In general doctors recommend 30 minutes of moderate physical activity most days of the week, Dolan says. What “moderate” means varies from person to person, and depends on how active someone was before becoming pregnant. Competitive athletes, the gynecologists’ organization notes, may be able to perform at higher rates during pregnancy and return to vigorous activity sooner after giving birth.

It would be great if everyone got in shape and started exercising before becoming pregnant, Dolan says. “But in the real world, I get it, you’re working, you’re busy.

“Pregnancy is a great motivator,” she says, but women who have never exercised before should be careful about starting a strenuous program right off the bat. Walking is a good way to start; you can begin slowly and then build up.

There are certain things pregnant women should avoid while exercising. Activities with a high risk of falling or abdominal injury, such as horseback riding or downhill skiing should be avoided, as should scuba diving.

Lying flat on your back or on your stomach can slow blood flow back to the heart, Dolan says, so pregnant women should also modify these exercise positions.

Modification can help you keep up with your normal workout routine. For instance, sit-ups can be done on the side instead of on the back. There’s even a website dedicated to WODs — or workouts of the day — created specifically for CrossFit moms.

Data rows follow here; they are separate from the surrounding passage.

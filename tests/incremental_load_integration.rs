//! Incremental load integration tests
//!
//! Exercises the loader against a SQLite database on disk, including the
//! full pipeline path from raw listings to the stored reference table.

use housing_monitor::dataset::{read_csv, Column, ColumnType, Dataset};
use housing_monitor::storage::{DedupConfig, IncrementalLoader, SqliteStore, TableStore};
use housing_monitor::{Pipeline, PipelineConfig};
use tempfile::TempDir;

// =============================================================================
// Fixtures
// =============================================================================

fn xs(values: &[f64]) -> Dataset {
    Dataset::from_columns(vec![Column::from_f64("x", values.iter().copied())]).unwrap()
}

const LISTINGS: &str = "\
year,n_bedrooms,n_bathrooms,price,price_per_sqft,size_sqft,region,area,title,road_name,scraped_date
1990,3,2,600000,600,1000,Central,Bishan,1 Bishan Rd,Bishan Rd,2025-03-01 10:00:00
2005,4,2,550000,458,1200,North,Woodlands,22A Woodlands Ave,Woodlands Ave,2025-03-02 11:30:00
,2,1,450000,500,900,East,Tampines,301 Tampines St,Tampines St,2025-03-03
";

// =============================================================================
// Loader Against SQLite
// =============================================================================

#[test]
fn test_first_load_then_reload_is_empty() {
    let dir = TempDir::new().unwrap();
    let mut store = SqliteStore::open(dir.path().join("housing.db")).unwrap();
    let loader = IncrementalLoader::default();

    let first = loader.load(&mut store, "housing_data", &xs(&[1.0, 2.0, 3.0, 4.0])).unwrap();
    assert!(first.first_load);
    assert_eq!(first.appended, 4);

    let again = loader.load(&mut store, "housing_data", &xs(&[1.0, 2.0, 3.0, 4.0])).unwrap();
    assert!(!again.first_load);
    assert_eq!(again.appended, 0);
    assert_eq!(store.read_table("housing_data").unwrap().n_rows(), 4);
}

#[test]
fn test_delta_survives_reopen() {
    let dir = TempDir::new().unwrap();
    let db = dir.path().join("housing.db");
    let loader = IncrementalLoader::default();

    {
        let mut store = SqliteStore::open(&db).unwrap();
        loader.load(&mut store, "housing_data", &xs(&[1.0, 2.0, 3.0])).unwrap();
    }

    let mut store = SqliteStore::open(&db).unwrap();
    let outcome = loader.load(&mut store, "housing_data", &xs(&[2.0, 3.0, 4.0, 5.0])).unwrap();
    assert_eq!(outcome.appended, 2);

    let table = store.read_table("housing_data").unwrap();
    let values: Vec<f64> = table.numeric("x").unwrap().iter().flatten().copied().collect();
    assert_eq!(values, vec![1.0, 2.0, 3.0, 4.0, 5.0]);
}

#[test]
fn test_rounded_dedup_absorbs_float_noise() {
    let dir = TempDir::new().unwrap();
    let mut store = SqliteStore::open(dir.path().join("housing.db")).unwrap();
    IncrementalLoader::default().load(&mut store, "t", &xs(&[0.1 + 0.2])).unwrap();

    let stored = store.read_table("t").unwrap();
    let exact = IncrementalLoader::default().load_delta(Some(&stored), &xs(&[0.3])).unwrap();
    assert_eq!(exact.n_rows(), 1);

    let rounded = IncrementalLoader::new(DedupConfig { float_decimals: Some(6) });
    let outcome = rounded.load(&mut store, "t", &xs(&[0.3])).unwrap();
    assert_eq!(outcome.appended, 0);
}

#[test]
fn test_batch_with_extra_columns_keeps_stored_schema() {
    let dir = TempDir::new().unwrap();
    let mut store = SqliteStore::open(dir.path().join("housing.db")).unwrap();
    let loader = IncrementalLoader::default();
    loader.load(&mut store, "t", &xs(&[1.0])).unwrap();

    let batch = Dataset::from_columns(vec![
        Column::from_labels("source", ["portal", "portal"]),
        Column::from_f64("x", [1.0, 7.0]),
    ])
    .unwrap();
    let outcome = loader.load(&mut store, "t", &batch).unwrap();
    assert_eq!(outcome.appended, 1);

    let table = store.read_table("t").unwrap();
    assert_eq!(table.column_names(), vec!["x"]);
    assert_eq!(table.n_rows(), 2);
}

// =============================================================================
// Pipeline
// =============================================================================

#[test]
fn test_pipeline_engineers_and_loads_listings() {
    let dir = TempDir::new().unwrap();
    let csv_path = dir.path().join("cleaned.csv");
    std::fs::write(&csv_path, LISTINGS).unwrap();

    let mut config = PipelineConfig::default();
    config.storage.database = dir.path().join("housing.db");
    config.drift.report_path = dir.path().join("drift_report.csv");
    let mut pipeline = Pipeline::open(config).unwrap();

    let batch = read_csv(&csv_path, None).unwrap();
    let outcome = pipeline.ingest(&batch).unwrap();
    // The listing without a build year is dropped
    assert_eq!(outcome.appended, 2);
    assert_eq!(pipeline.ingest(&batch).unwrap().appended, 0);

    let table = pipeline.store().read_table(pipeline.table()).unwrap();
    assert!(table.column("title").is_none());
    assert_eq!(table.column("flat_age").map(Column::column_type), Some(ColumnType::Numeric));
    assert_eq!(table.column("street").map(Column::column_type), Some(ColumnType::Categorical));

    let is_mature: Vec<f64> =
        table.numeric("is_mature_town").unwrap().iter().flatten().copied().collect();
    assert_eq!(is_mature, vec![1.0, 0.0]);
}

#[test]
fn test_pipeline_reset_empties_reference() {
    let dir = TempDir::new().unwrap();
    let mut config = PipelineConfig::default();
    config.features.enabled = false;
    config.storage.database = dir.path().join("housing.db");
    let mut pipeline = Pipeline::open(config).unwrap();

    pipeline.ingest(&xs(&[1.0, 2.0])).unwrap();
    pipeline.reset().unwrap();
    assert!(!pipeline.store().table_exists(pipeline.table()).unwrap());

    let outcome = pipeline.ingest(&xs(&[1.0, 2.0])).unwrap();
    assert!(outcome.first_load);
    assert_eq!(outcome.appended, 2);
}
//! Drift Report Builder
//!
//! Aligns the reference and incoming datasets, runs the comparator over every
//! shared column in reference order, and persists the records as a flat CSV
//! artifact. Either every shared column is reported or, on error, nothing is
//! written.

mod artifact;


use std::path::Path;

use tracing::info;

use crate::dataset::{align, Dataset};
use crate::error::Result;
use crate::eval::drift::{DriftDetector, DriftRecord, DriftSummary};

/// Ordered per-column drift records
#[derive(Clone, Debug, Default, PartialEq)]
pub struct DriftReport {
    records: Vec<DriftRecord>,
}

impl DriftReport {
    pub fn new(records: Vec<DriftRecord>) -> Self {
        Self { records }
    }

    pub fn records(&self) -> &[DriftRecord] {
        &self.records
    }

    pub fn len(&self) -> usize {
        self.records.len()
    }

    pub fn is_empty(&self) -> bool {
        self.records.is_empty()
    }

    /// Record for `column`, if it was compared
    pub fn get(&self, column: &str) -> Option<&DriftRecord> {
        self.records.iter().find(|r| r.column == column)
    }

    /// Number of columns flagged as drifted
    pub fn drifted_count(&self) -> usize {
        self.records.iter().filter(|r| r.drift_detected).count()
    }

    pub fn summary(&self) -> DriftSummary {
        DriftSummary::from_records(&self.records)
    }

    pub fn into_records(self) -> Vec<DriftRecord> {
        self.records
    }
}

/// Compare every shared column without persisting anything.
pub fn compare_datasets(
    detector: &DriftDetector,
    reference: &Dataset,
    incoming: &Dataset,
) -> Result<DriftReport> {
    let (reference, incoming) = align(reference, incoming)?;
    let records = reference
        .columns()
        .iter()
        .zip(incoming.columns())
        .map(|(r, i)| detector.compare_column(r, i))
        .collect::<Result<Vec<_>>>()?;
    Ok(DriftReport::new(records))
}

/// Build the drift report and write it to `output`, overwriting any previous
/// artifact. Write failures are returned to the caller.
pub fn build_report<P: AsRef<Path>>(
    detector: &DriftDetector,
    reference: &Dataset,
    incoming: &Dataset,
    output: P,
) -> Result<DriftReport> {
    let report = compare_datasets(detector, reference, incoming)?;
    report.write_csv(output.as_ref())?;
    info!(
        path = %output.as_ref().display(),
        columns = report.len(),
        drifted = report.drifted_count(),
        "drift report saved"
    );
    Ok(report)
}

“CrossFit is a strength and intensity-based fitness program,” a warning on the site says. “However, during pregnancy you want to concentrate on strength and keeping your body healthy, rather than the intensity.”

Intensity is the bigger concern about what Ellison is doing, says Dr. Raul Artal, chairman of St. Louis University School of Medicine’s Department of Obstetrics, Gynecology and Women’s Health as well as the lead author of the American College of Obstetricians and Gynecologists’ guidelines for exercise and pregnancy. Lifting big weights — in excess of 15 pounds — could put both mom and baby at risk, he says.

When lifting weights, Artal explains, you divert blood flow from internal organs, including the uterus, to your muscles. That can prevent oxygen from getting to the baby. He compares it to stepping on the umbilical cord for 20 or 30 seconds, or however long you are exerting yourself.

Weightlifting can also put the mom at risk for premature labor, Artal says. Bearing down could potentially lead to uterine activity — i.e. start contractions — or rupture membranes in the gestational sac, which surrounds the embryo in early pregnancy.

“What’s important to point out is that individuals may get away with this activity and nothing will happen,” he says. “What’s difficult for doctors to predict is which mother will have a problem.”

While Artal says he would advise women not to engage in this type of activity any time during the pregnancy, “this is a very personal decision. A woman would have to decide if she’s willing to take the risk.”